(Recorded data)

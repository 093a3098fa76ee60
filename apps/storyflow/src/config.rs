//! # Configuration
//!
//! Layered service configuration:
//!
//! 1. built-in defaults
//! 2. optional TOML file (`--config`)
//! 3. `STORYFLOW_*` environment variables
//! 4. CLI flags (applied by the caller)
//!
//! ## Environment Variables
//!
//! - `STORYFLOW_DATABASE`: path of the SQLite database file
//! - `STORYFLOW_HOST` / `STORYFLOW_PORT`: bind address of the HTTP server
//! - `STORYFLOW_API_KEY`: if set, requires Bearer token authentication
//! - `STORYFLOW_CORS_ORIGINS`: comma-separated origins, or "*" for all
//! - `STORYFLOW_RATE_LIMIT`: requests per minute (default: 60, 0 to disable)
//! - `STORYFLOW_AI_RATE_LIMIT`: generation requests per minute (default: 10, 0 to disable)
//! - `STORYFLOW_SECRET_KEY`: secret protecting stored API keys
//! - `STORYFLOW_SECRET_KEY_FILE`: where the secret is kept when not given directly
//! - `STORYFLOW_REQUEST_TIMEOUT_SECS`: generator connect and read timeout (default: 120)

use serde::{Deserialize, Serialize};
use std::path::{Path, PathBuf};
use std::time::Duration;
use storyflow_core::{SecretBox, StoryflowError};

/// Prefix shared by every environment variable the service reads.
pub const ENV_PREFIX: &str = "STORYFLOW_";

/// Default generation request timeout.
pub const DEFAULT_REQUEST_TIMEOUT_SECS: u64 = 120;

// =============================================================================
// APP CONFIG
// =============================================================================

/// Resolved service configuration.
#[derive(Clone, Serialize, Deserialize)]
#[serde(default, deny_unknown_fields)]
pub struct AppConfig {
    pub database: PathBuf,
    pub host: String,
    pub port: u16,
    /// Bearer key required by the HTTP API; `None` disables auth.
    pub api_key: Option<String>,
    /// `None` means localhost only.
    pub cors_origins: Option<String>,
    /// Requests per minute across the whole API.
    pub rate_limit: u32,
    /// Requests per minute on the generation endpoints.
    pub ai_rate_limit: u32,
    pub secret_key: Option<String>,
    pub secret_key_file: Option<PathBuf>,
    pub request_timeout_secs: u64,
}

impl Default for AppConfig {
    fn default() -> Self {
        Self {
            database: PathBuf::from("storyflow.db"),
            host: "127.0.0.1".to_string(),
            port: 8080,
            api_key: None,
            cors_origins: None,
            rate_limit: 60,
            ai_rate_limit: 10,
            secret_key: None,
            secret_key_file: None,
            request_timeout_secs: DEFAULT_REQUEST_TIMEOUT_SECS,
        }
    }
}

impl std::fmt::Debug for AppConfig {
    fn fmt(&self, f: &mut std::fmt::Formatter<'_>) -> std::fmt::Result {
        f.debug_struct("AppConfig")
            .field("database", &self.database)
            .field("host", &self.host)
            .field("port", &self.port)
            .field("api_key", &self.api_key.as_ref().map(|_| "<redacted>"))
            .field("cors_origins", &self.cors_origins)
            .field("rate_limit", &self.rate_limit)
            .field("ai_rate_limit", &self.ai_rate_limit)
            .field(
                "secret_key",
                &self.secret_key.as_ref().map(|_| "<redacted>"),
            )
            .field("secret_key_file", &self.secret_key_file)
            .field("request_timeout_secs", &self.request_timeout_secs)
            .finish()
    }
}

impl AppConfig {
    /// Defaults, then the TOML file (if any), then the process environment.
    pub fn load(path: Option<&Path>) -> Result<Self, StoryflowError> {
        let mut config = match path {
            Some(path) => {
                let text = std::fs::read_to_string(path).map_err(|e| {
                    StoryflowError::ConfigurationError(format!(
                        "Cannot read config file '{}': {}",
                        path.display(),
                        e
                    ))
                })?;
                Self::from_toml_str(&text)?
            }
            None => Self::default(),
        };
        config.apply_env(|key| std::env::var(key).ok())?;
        Ok(config)
    }

    /// Parse a TOML document; absent keys keep their defaults.
    pub fn from_toml_str(text: &str) -> Result<Self, StoryflowError> {
        toml::from_str(text)
            .map_err(|e| StoryflowError::ConfigurationError(format!("Invalid config file: {}", e)))
    }

    /// Overlay `STORYFLOW_*` variables read through `lookup`.
    ///
    /// Empty values are ignored. Unparseable numbers are a `ConfigurationError`.
    pub fn apply_env<F>(&mut self, lookup: F) -> Result<(), StoryflowError>
    where
        F: Fn(&str) -> Option<String>,
    {
        let var = |name: &str| {
            let value = lookup(&format!("{}{}", ENV_PREFIX, name))?;
            (!value.is_empty()).then_some(value)
        };

        if let Some(v) = var("DATABASE") {
            self.database = PathBuf::from(v);
        }
        if let Some(v) = var("HOST") {
            self.host = v;
        }
        if let Some(v) = var("PORT") {
            self.port = parse_number("PORT", &v)?;
        }
        if let Some(v) = var("API_KEY") {
            self.api_key = Some(v);
        }
        if let Some(v) = var("CORS_ORIGINS") {
            self.cors_origins = Some(v);
        }
        if let Some(v) = var("RATE_LIMIT") {
            self.rate_limit = parse_number("RATE_LIMIT", &v)?;
        }
        if let Some(v) = var("AI_RATE_LIMIT") {
            self.ai_rate_limit = parse_number("AI_RATE_LIMIT", &v)?;
        }
        if let Some(v) = var("SECRET_KEY") {
            self.secret_key = Some(v);
        }
        if let Some(v) = var("SECRET_KEY_FILE") {
            self.secret_key_file = Some(PathBuf::from(v));
        }
        if let Some(v) = var("REQUEST_TIMEOUT_SECS") {
            self.request_timeout_secs = parse_number("REQUEST_TIMEOUT_SECS", &v)?;
        }
        Ok(())
    }

    /// `host:port` for the listener.
    pub fn bind_addr(&self) -> String {
        format!("{}:{}", self.host, self.port)
    }

    pub fn request_timeout(&self) -> Duration {
        Duration::from_secs(self.request_timeout_secs.max(1))
    }

    /// The bearer key, if authentication is enabled.
    pub fn api_key(&self) -> Option<&str> {
        self.api_key.as_deref().filter(|k| !k.is_empty())
    }

    /// Location of the generated secret when none is configured directly.
    pub fn key_file_path(&self) -> PathBuf {
        self.secret_key_file
            .clone()
            .unwrap_or_else(|| self.database.with_extension("key"))
    }

    /// Build the secret box protecting stored API keys.
    ///
    /// Uses `secret_key` when set. Otherwise reads the key file, creating it
    /// with a fresh random secret on first use.
    pub fn secret_box(&self) -> Result<SecretBox, StoryflowError> {
        if let Some(secret) = self.secret_key.as_deref().filter(|s| !s.is_empty()) {
            return Ok(SecretBox::new(secret));
        }

        let path = self.key_file_path();
        if path.exists() {
            let secret = std::fs::read_to_string(&path)?;
            let secret = secret.trim();
            if secret.is_empty() {
                return Err(StoryflowError::ConfigurationError(format!(
                    "Secret key file '{}' is empty",
                    path.display()
                )));
            }
            return Ok(SecretBox::new(secret));
        }

        let secret = SecretBox::generate_secret();
        write_key_file(&path, &secret)?;
        tracing::info!(path = %path.display(), "Generated new secret key file");
        Ok(SecretBox::new(&secret))
    }
}

fn parse_number<T: std::str::FromStr>(name: &str, value: &str) -> Result<T, StoryflowError> {
    value.trim().parse().map_err(|_| {
        StoryflowError::ConfigurationError(format!(
            "{}{} must be a non-negative integer, got '{}'",
            ENV_PREFIX, name, value
        ))
    })
}

#[cfg(unix)]
fn write_key_file(path: &Path, secret: &str) -> Result<(), StoryflowError> {
    use std::io::Write;
    use std::os::unix::fs::OpenOptionsExt;

    let mut file = std::fs::OpenOptions::new()
        .write(true)
        .create_new(true)
        .mode(0o600)
        .open(path)?;
    file.write_all(secret.as_bytes())?;
    Ok(())
}

#[cfg(not(unix))]
fn write_key_file(path: &Path, secret: &str) -> Result<(), StoryflowError> {
    std::fs::write(path, secret)?;
    Ok(())
}

// =============================================================================
// TESTS
// =============================================================================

TASK PROMPT — Beginning at the first line of the records, give again each line exactly as written, ending with the line that contains "Bearer token authentication".

ANSWER TO THE PROBLEM —
repository 093a3098fa76ee60
filename apps/storyflow/src/config.rs
//! # Configuration
//!
//! Layered service configuration:
//!
//! 1. built-in defaults
//! 2. optional TOML file (`--config`)
//! 3. `STORYFLOW_*` environment variables
//! 4. CLI flags (applied by the caller)
//!
//! ## Environment Variables
//!
//! - `STORYFLOW_DATABASE`: path of the SQLite database file
//! - `STORYFLOW_HOST` / `STORYFLOW_PORT`: bind address of the HTTP server
//! - `STORYFLOW_API_KEY`: if set, requires Bearer token authentication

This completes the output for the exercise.